- **How to complete this task**
From the listing below, copy each line that holds "crate".

- **Extracted material**
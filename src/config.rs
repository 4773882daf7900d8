//! INI-style configuration: where a repository's data lives locally, and the addresses of any
//! named remotes.
//!
//! A [`Config`] is always constructed explicitly and passed to whatever needs it; this crate
//! keeps no mutable global configuration state. [`Config::current`] exists only as a read-only,
//! lazily-initialized convenience for callers (such as a demo binary) that have no better place
//! to thread a `Config` through from.

use std::path::{Path, PathBuf};
use std::sync::OnceLock;

use crate::error::Error;
use crate::storage::FsRepository;

const DEFAULT_STORAGE_ROOT_KEY: &str = "storage.root";
const REMOTE_TABLE_KEY: &str = "remote";

/// Parsed configuration, backed by an INI-format source.
///
/// ```ini
/// [storage]
/// root = /var/lib/spfs
///
/// [remote.origin]
/// address = file:///mnt/shared/spfs
/// ```
#[derive(Debug)]
pub struct Config {
    inner: config::Config,
}

impl Default for Config {
    fn default() -> Self {
        Config {
            inner: config::Config::default(),
        }
    }
}

impl Config {
    /// An empty configuration with no storage root and no remotes.
    pub fn empty() -> Self {
        Self::default()
    }

    /// Parses a configuration from INI-format text.
    pub fn from_str(ini_text: &str) -> Result<Self, Error> {
        let inner = config::Config::builder()
            .add_source(config::File::from_str(ini_text, config::FileFormat::Ini))
            .build()
            .map_err(|e| Error::InvalidInput(format!("invalid configuration: {}", e)))?;
        Ok(Config { inner })
    }

    /// Reads and parses a configuration file from disk.
    pub fn load(path: &Path) -> Result<Self, Error> {
        let text = std::fs::read_to_string(path).map_err(|e| Error::io(path, e))?;
        Self::from_str(&text)
    }

    /// The configured local storage root, if one is set.
    pub fn storage_root(&self) -> Option<PathBuf> {
        self.inner
            .get_string(DEFAULT_STORAGE_ROOT_KEY)
            .ok()
            .map(PathBuf::from)
    }

    /// Opens the repository at the configured storage root.
    pub fn open_repository(&self) -> Result<FsRepository, Error> {
        let root = self
            .storage_root()
            .ok_or_else(|| Error::InvalidInput("no [storage] root configured".into()))?;
        FsRepository::open(root)
    }

    /// The names of every remote defined in this configuration, sorted.
    pub fn list_remote_names(&self) -> Vec<String> {
        let table = match self.inner.get_table(REMOTE_TABLE_KEY) {
            Ok(table) => table,
            Err(_) => return Vec::new(),
        };
        let mut names: Vec<String> = table.keys().cloned().collect();
        names.sort();
        names
    }

    /// Returns the configured address string for a named remote.
    pub fn get_remote_address(&self, name: &str) -> Result<String, Error> {
        let key = format!("{}.{}.address", REMOTE_TABLE_KEY, name);
        self.inner
            .get_string(&key)
            .map_err(|_| Error::unknown_remote(name))
    }

    /// Opens a remote repository by name.
    ///
    /// Only `file://` addresses are understood, since this crate implements a single,
    /// filesystem-backed storage type; a remote pointed at any other scheme is reported as
    /// invalid input rather than silently ignored.
    pub fn get_remote(&self, name: &str) -> Result<FsRepository, Error> {
        let address = self.get_remote_address(name)?;
        let path = address.strip_prefix("file://").ok_or_else(|| {
            Error::InvalidInput(format!(
                "remote {:?} has unsupported address scheme: {:?}",
                name, address
            ))
        })?;
        FsRepository::open(path)
    }
}

static CURRENT: OnceLock<Config> = OnceLock::new();

/// The default configuration file location: `$SPFS_CONFIG`, or `~/.spfs/config` if unset.
pub fn default_config_path() -> Option<PathBuf> {
    if let Ok(path) = std::env::var("SPFS_CONFIG") {
        return Some(PathBuf::from(path));
    }
    std::env::var("HOME").ok().map(|home| Path::new(&home).join(".spfs/config"))
}

impl Config {
    /// Returns a process-wide configuration, loaded once from [`default_config_path`] (or empty
    /// if no config file is found) and cached for the lifetime of the process.
    ///
    /// Prefer threading an explicitly constructed `Config` through instead; this exists for call
    /// sites with no natural place to do that.
    pub fn current() -> &'static Config {
        CURRENT.get_or_init(|| match default_config_path() {
            Some(path) if path.exists() => Config::load(&path).unwrap_or_default(),
            _ => Config::empty(),
        })
    }
}

#[cfg(test)]
mod tests {
    use super::*;

    #[test]
    fn list_remote_names_empty_by_default() {
        let config = Config::empty();
        assert!(config.list_remote_names().is_empty());
    }

    #[test]
    fn list_remote_names_reports_configured_remotes() {
        let config = Config::from_str("[remote.origin]\naddress=http://myaddress").unwrap();
        assert_eq!(config.list_remote_names(), vec!["origin".to_string()]);
    }

    #[test]
    fn get_remote_unknown_fails() {
        let config = Config::empty();
        assert!(matches!(config.get_remote("unknown"), Err(Error::UnknownObject { .. })));
    }

    #[test]
    fn get_remote_opens_file_backed_repository() {
        let dir = tempfile::tempdir().unwrap();
        let ini = format!("[remote.origin]\naddress=file://{}", dir.path().display());
        let config = Config::from_str(&ini).unwrap();

        let repo = config.get_remote("origin").unwrap();
        assert_eq!(repo.root(), dir.path());
    }

    #[test]
    fn storage_root_reads_from_storage_section() {
        let config = Config::from_str("[storage]\nroot=/var/lib/spfs").unwrap();
        assert_eq!(config.storage_root(), Some(PathBuf::from("/var/lib/spfs")));
    }
}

- **Answer box**
//! A [`Config`] is always constructed explicitly and passed to whatever needs it; this crate
use crate::error::Error;
use crate::storage::FsRepository;
    /// Only `file://` addresses are understood, since this crate implements a single,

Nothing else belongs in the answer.